English degree programs and proficiency courses unite under one department
LAU’s new Department of English will be home to a variety of language courses, as well as a new B.A. in English and a M.A. in Comparative Literature.
“In 1966, when I first came to LAU as a freshman student, I asked after the English department and was referred to the registrar’s office,” recalls Assistant Dean of the university’s School of Arts and Sciences, Dr. Nahla Bacha. “I continued asking and here we are,” she says gleefully, referring to the newly launched English department.
Until this year, LAU’s English programs were run under the Department of Humanities. “It’s been long overdue. All universities in the U.S. have English departments and strictly speaking English does not belong with the humanities,” says Bacha, who is also interim chair of the humanities department.

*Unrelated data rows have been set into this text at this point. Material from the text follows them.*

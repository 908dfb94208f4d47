//! Event inspection endpoints for operator-grade visibility.
//!
//! These endpoints provide read-only access to event streams for debugging,
//! auditing, and operational visibility.

use std::sync::Arc;

use axum::{
    extract::{Extension, Path, Query},
    http::StatusCode,
    response::IntoResponse,
    routing::get,
    Json, Router,
};
use chrono::{DateTime, Utc};
use serde::Deserialize;

use forgeerp_auth::admin;
use forgeerp_core::AggregateId;
use forgeerp_infra::event_store::{EventFilter, Pagination, StoredEvent};

use crate::app::{errors, services::AppServices};
use crate::app::routes::common::CmdAuth;
use crate::context::{PrincipalContext, TenantContext};

// ─────────────────────────────────────────────────────────────────────────────
// Query Parameters
// ─────────────────────────────────────────────────────────────────────────────

#[derive(Debug, Deserialize)]
pub struct EventListQuery {
    pub aggregate_id: Option<String>,
    pub aggregate_type: Option<String>,
    pub event_type: Option<String>,
    pub occurred_after: Option<DateTime<Utc>>,
    pub occurred_before: Option<DateTime<Utc>>,
    pub limit: Option<u32>,
    pub offset: Option<u32>,
}

// ─────────────────────────────────────────────────────────────────────────────
// Router
// ─────────────────────────────────────────────────────────────────────────────

pub fn router() -> Router {
    Router::new()
        .route("/", get(list_events))
        .route("/aggregates/:id", get(get_aggregate_events))
        .route("/:event_id", get(get_event))
}

// ─────────────────────────────────────────────────────────────────────────────
// Handlers
// ─────────────────────────────────────────────────────────────────────────────

/// GET /admin/events?aggregate_id=X&event_type=Y&limit=50&offset=0
/// 
/// List events with optional filters and pagination.
/// 
/// Query parameters:
/// - `aggregate_id`: Filter by aggregate ID (UUID)
/// - `aggregate_type`: Filter by aggregate type (e.g., "inventory.item")
/// - `event_type`: Filter by event type (e.g., "inventory.item.created")
/// - `occurred_after`: Filter events after this timestamp (ISO 8601)
/// - `occurred_before`: Filter events before this timestamp (ISO 8601)
/// - `limit`: Maximum number of events to return (default: 50, max: 1000)
/// - `offset`: Pagination offset (default: 0)
pub async fn list_events(
    Extension(services): Extension<Arc<AppServices>>,
    Extension(tenant): Extension<TenantContext>,
    Extension(principal): Extension<PrincipalContext>,
    Query(query): Query<EventListQuery>,
) -> axum::response::Response {
    // Check permission (admin only for event inspection)
    let cmd_auth = CmdAuth::<()> {
        inner: (),
        required: vec![admin::USER_READ.clone()],
    };
    if let Err(e) = crate::authz::authorize_command(&tenant, &principal, &cmd_auth) {
        return errors::json_error(StatusCode::FORBIDDEN, "forbidden", e.to_string());
    }

    // Build filter
    let aggregate_id = query.aggregate_id.and_then(|s| {
        s.parse::<uuid::Uuid>()
            .ok()
            .map(|uuid| AggregateId::from_uuid(uuid))
    });

    let filter = EventFilter {
        aggregate_id,
        aggregate_type: query.aggregate_type,
        event_type: query.event_type,
        occurred_after: query.occurred_after,
        occurred_before: query.occurred_before,
    };

    let pagination = Pagination::new(query.limit, query.offset);

    match services.query_events(tenant.tenant_id(), filter, pagination).await {
        Ok(result) => {
            (
                StatusCode::OK,
                Json(serde_json::json!({
                    "events": result.events.iter().map(event_to_json).collect::<Vec<_>>(),
                    "total": result.total,
                    "pagination": {
                        "limit": result.pagination.limit,
                        "offset": result.pagination.offset,
                    },
                    "has_more": result.has_more,
                })),
            )
                .into_response()
        }
        Err(e) => errors::json_error(
            StatusCode::INTERNAL_SERVER_ERROR,
            "query_failed",
            format!("Failed to query events: {}", e),
        ),
    }
}

/// GET /admin/events/aggregates/:id?limit=50&offset=0
/// 
/// Get all events for a specific aggregate, ordered by sequence number.
pub async fn get_aggregate_events(
    Extension(services): Extension<Arc<AppServices>>,
    Extension(tenant): Extension<TenantContext>,
    Extension(principal): Extension<PrincipalContext>,
    Path(aggregate_id_str): Path<String>,
    Query(query): Query<EventListQuery>,
) -> axum::response::Response {
    // Check permission
    let cmd_auth = CmdAuth::<()> {
        inner: (),
        required: vec![admin::USER_READ.clone()],
    };
    if let Err(e) = crate::authz::authorize_command(&tenant, &principal, &cmd_auth) {
        return errors::json_error(StatusCode::FORBIDDEN, "forbidden", e.to_string());
    }

    let aggregate_id: AggregateId = match aggregate_id_str.parse::<uuid::Uuid>() {
        Ok(uuid) => AggregateId::from_uuid(uuid),
        Err(_) => {
            return errors::json_error(StatusCode::BAD_REQUEST, "invalid_id", "invalid aggregate id");
        }
    };

    let pagination = Pagination::new(query.limit, query.offset);

    match services
        .get_aggregate_events(tenant.tenant_id(), aggregate_id, Some(pagination))
        .await
    {
        Ok(result) => {
            (
                StatusCode::OK,
                Json(serde_json::json!({
                    "aggregate_id": aggregate_id_str,
                    "events": result.events.iter().map(event_to_json).collect::<Vec<_>>(),
                    "total": result.total,
                    "pagination": {
                        "limit": result.pagination.limit,
                        "offset": result.pagination.offset,
                    },
                    "has_more": result.has_more,
                })),
            )
                .into_response()
        }
        Err(e) => errors::json_error(
            StatusCode::INTERNAL_SERVER_ERROR,
            "query_failed",
            format!("Failed to query events: {}", e),
        ),
    }
}

/// GET /admin/events/:event_id
/// 
/// Get a single event by its ID.
pub async fn get_event(
    Extension(services): Extension<Arc<AppServices>>,
    Extension(tenant): Extension<TenantContext>,
    Extension(principal): Extension<PrincipalContext>,
    Path(event_id_str): Path<String>,
) -> axum::response::Response {
    // Check permission
    let cmd_auth = CmdAuth::<()> {
        inner: (),
        required: vec![admin::USER_READ.clone()],
    };
    if let Err(e) = crate::authz::authorize_command(&tenant, &principal, &cmd_auth) {
        return errors::json_error(StatusCode::FORBIDDEN, "forbidden", e.to_string());
    }

    let event_id = match event_id_str.parse::<uuid::Uuid>() {
        Ok(uuid) => uuid,
        Err(_) => {
            return errors::json_error(StatusCode::BAD_REQUEST, "invalid_id", "invalid event id");
        }
    };

    match services.get_event_by_id(tenant.tenant_id(), event_id).await {
        Ok(Some(event)) => (StatusCode::OK, Json(event_to_json(&event))).into_response(),
        Ok(None) => errors::json_error(StatusCode::NOT_FOUND, "not_found", "event not found"),
        Err(e) => errors::json_error(
            StatusCode::INTERNAL_SERVER_ERROR,
            "query_failed",
            format!("Failed to query event: {}", e),
        ),
    }
}

// ─────────────────────────────────────────────────────────────────────────────
// JSON Helpers
// ─────────────────────────────────────────────────────────────────────────────

fn event_to_json(event: &StoredEvent) -> serde_json::Value {
    serde_json::json!({
        "event_id": event.event_id.to_string(),
        "tenant_id": event.tenant_id.to_string(),
        "aggregate_id": event.aggregate_id.to_string(),
        "aggregate_type": event.aggregate_type,
        "sequence_number": event.sequence_number,
        "event_type": event.event_type,
        "event_version": event.event_version,
        "occurred_at": event.occurred_at.to_rfc3339(),
        "payload": event.payload,
    })
}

The new English department will house all the university’s English language courses, formerly operated under the Department of English Language Instruction (DELI), as well as both an undergraduate and postgraduate degree. As of Fall 2014, the B.A. in English Studies will replace the B.A. in English Literature and Language, which Bacha herself graduated from while the master’s program will be in comparative literature.
“The new degree is far more interdisciplinary and includes creative writing as a third discipline alongside language and literature,” points out Bacha, a graduate of the University of Leicester, where she earned her Ph.D. in Applied Linguistics and TESOL (Teaching English to Speakers of Other Languages).
The motivation behind the new department, she explains, was a desire to fulfill the university’s strategic plan that calls for continuous academic improvement, “especially in English, which serves the whole university.” Bacha spearheaded the initiative and chaired the committee that prepared and presented the proposal for its establishment to the various stakeholders.
The proposal emphasizes that departments of English are central to medium English institutions, such as LAU, not only in offering support to students to cope with and excel at their studies in the target language, but also in offering and reinforcing the liberal arts education of which LAU is a strong proponent. It also stresses that bringing together the courses offered by DELI, which aim to improve students’ English language proficiency and communication skills, with the university’s English degree programs will create a more harmonious structure.
Some fifty years after she joined LAU as a freshman to study English, Bacha will be moving to the new department as a professor of English.